Chile instala presencia permanente en la Antártida por segundo invierno consecutivo
La base Profesor Julio Escudero del INACH vuelve a desafiar la oscuridad polar y el frío extremo sin cerrar sus puertas, consolidando una capacidad científica que muy pocos países del mundo sostienen. Lo que comenzó como un hito histórico en 2025 se convierte hoy en política permanente.
Hay decisiones que parecen técnicas pero son, en el fondo, una declaración de soberanía. El Instituto Antártico Chileno confirmó esta semana que la base Profesor Julio Escudero —su principal estación científica en el Continente Blanco— permanecerá operativa durante todo el invierno austral de 2026, repitiendo por segunda vez consecutiva una hazaña que hasta hace muy poco era considerada excepcional.
Operar una base científica durante el invierno antártico no es un trámite menor. Las temperaturas descienden muy por debajo de cero, la noche polar dura semanas, los vientos alcanzan velocidades que hacen inviable cualquier evacuación aérea de emergencia, y el aislamiento es casi total. Por eso, la mayoría de las estaciones del continente —incluyendo varias de potencias científicas consolidadas— cierran entre abril y octubre. Chile, en cambio, decidió quedarse.

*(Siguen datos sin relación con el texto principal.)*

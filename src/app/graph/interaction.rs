use eframe::egui::{self, Pos2, Rect, Ui, Vec2};

use super::super::ViewModel;
use super::super::render_utils::{circle_visible, point_to_world, screen_to_world};

const FIT_MARGIN: f32 = 80.0;

impl ViewModel {
    pub(in crate::app) fn handle_graph_zoom(
        &mut self,
        ui: &Ui,
        rect: Rect,
        response: &egui::Response,
    ) {
        if !response.hovered() {
            return;
        }

        let scroll = ui.input(|input| input.raw_scroll_delta.y);
        if scroll.abs() <= f32::EPSILON {
            return;
        }

        let pointer = ui
            .input(|input| input.pointer.hover_pos())
            .unwrap_or_else(|| rect.center());
        let world_before = screen_to_world(rect, self.pan, self.zoom, pointer);

        let zoom_factor = (1.0 + (scroll * 0.0018)).clamp(0.85, 1.15);
        self.zoom = (self.zoom * zoom_factor).clamp(0.05, 6.0);
        self.pan = pointer - rect.center() - (world_before * self.zoom);
    }

    pub(in crate::app) fn handle_graph_pan(&mut self, response: &egui::Response) {
        if response.dragged_by(egui::PointerButton::Secondary)
            || response.dragged_by(egui::PointerButton::Middle)
        {
            self.pan += response.drag_delta();
        }
    }

    pub(in crate::app) fn fit_to_view(&mut self, rect: Rect) {
        self.fit_requested = false;

        let Some((min, max)) = self.graph.visible_bounds() else {
            self.pan = Vec2::ZERO;
            self.zoom = 1.0;
            return;
        };

        let min = point_to_world(min);
        let max = point_to_world(max);
        let extent = (max - min) + Vec2::splat(FIT_MARGIN * 2.0);
        let zoom_x = rect.width() / extent.x.max(1.0);
        let zoom_y = rect.height() / extent.y.max(1.0);
        self.zoom = zoom_x.min(zoom_y).clamp(0.05, 6.0);

        let center = (min + max) * 0.5;
        self.pan = -center * self.zoom;
    }

    pub(in crate::app) fn visible_indices(
        &self,
        rect: Rect,
        screen_positions: &[Pos2],
        screen_radii: &[f32],
    ) -> Vec<usize> {
        (0..screen_positions.len())
            .filter(|&index| circle_visible(rect, screen_positions[index], screen_radii[index]))
            .collect()
    }

    pub(in crate::app) fn hovered_index(
        &self,
        ui: &Ui,
        visible_indices: &[usize],
        screen_positions: &[Pos2],
        screen_radii: &[f32],
    ) -> Option<usize> {
        let pointer = ui.input(|input| input.pointer.hover_pos())?;
        visible_indices
            .iter()
            .filter_map(|&index| {
                let distance = screen_positions[index].distance(pointer);
                (distance <= screen_radii[index]).then_some((index, distance))
            })
            .min_by(|a, b| a.1.total_cmp(&b.1))
            .map(|(index, _)| index)
    }

    pub(in crate::app) fn set_selected(&mut self, selected: Option<String>) {
        self.selected = selected.filter(|id| {
            self.graph
                .node(id)
                .is_some_and(|node| node.is_visible())
        });
    }
}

La base Escudero está ubicada en la isla Rey Jorge, en el archipiélago de las Shetland del Sur, a menos de mil kilómetros del extremo austral de América. Esa proximidad relativa —Punta Arenas es la ciudad más cercana, con conexión logística directa— hace posible lo que de otra manera sería inviable: sostener una dotación humana y una agenda de investigación activa durante los meses más hostiles del año.
Desde el Sur global, esto tiene una lectura específica. La Patagonia chilena no es solo la puerta de entrada a la Antártida: es la base operativa, científica y logística desde la que Chile proyecta su presencia en el continente más austral del planeta. Punta Arenas, sede del INACH, es la ciudad que hace posible este récord. Sin la infraestructura regional, sin los equipos que se forman y operan desde Magallanes, la base Escudero no podría sostener su actividad invernal.
El segundo año consecutivo de operación invernal convierte lo que en 2025 fue un experimento en una capacidad instalada. Eso cambia la naturaleza de la presencia chilena en la Antártida: ya no es estacional, ya no es visitante. Es residente.
Los programas científicos que se desarrollan durante el invierno incluyen monitoreo de ecosistemas marinos, estudios atmosféricos y seguimiento de fauna en condiciones que solo existen en esa estación. Datos que no se pueden recolectar en verano, preguntas que solo el frío más extremo puede responder.
Para la Patagonia binacional, la continuidad de la base Escudero es también un espejo. Mientras el mundo debate el futuro del Tratado Antártico y la gobernanza del continente, el Sur ya está ahí, trabajando en la oscuridad polar.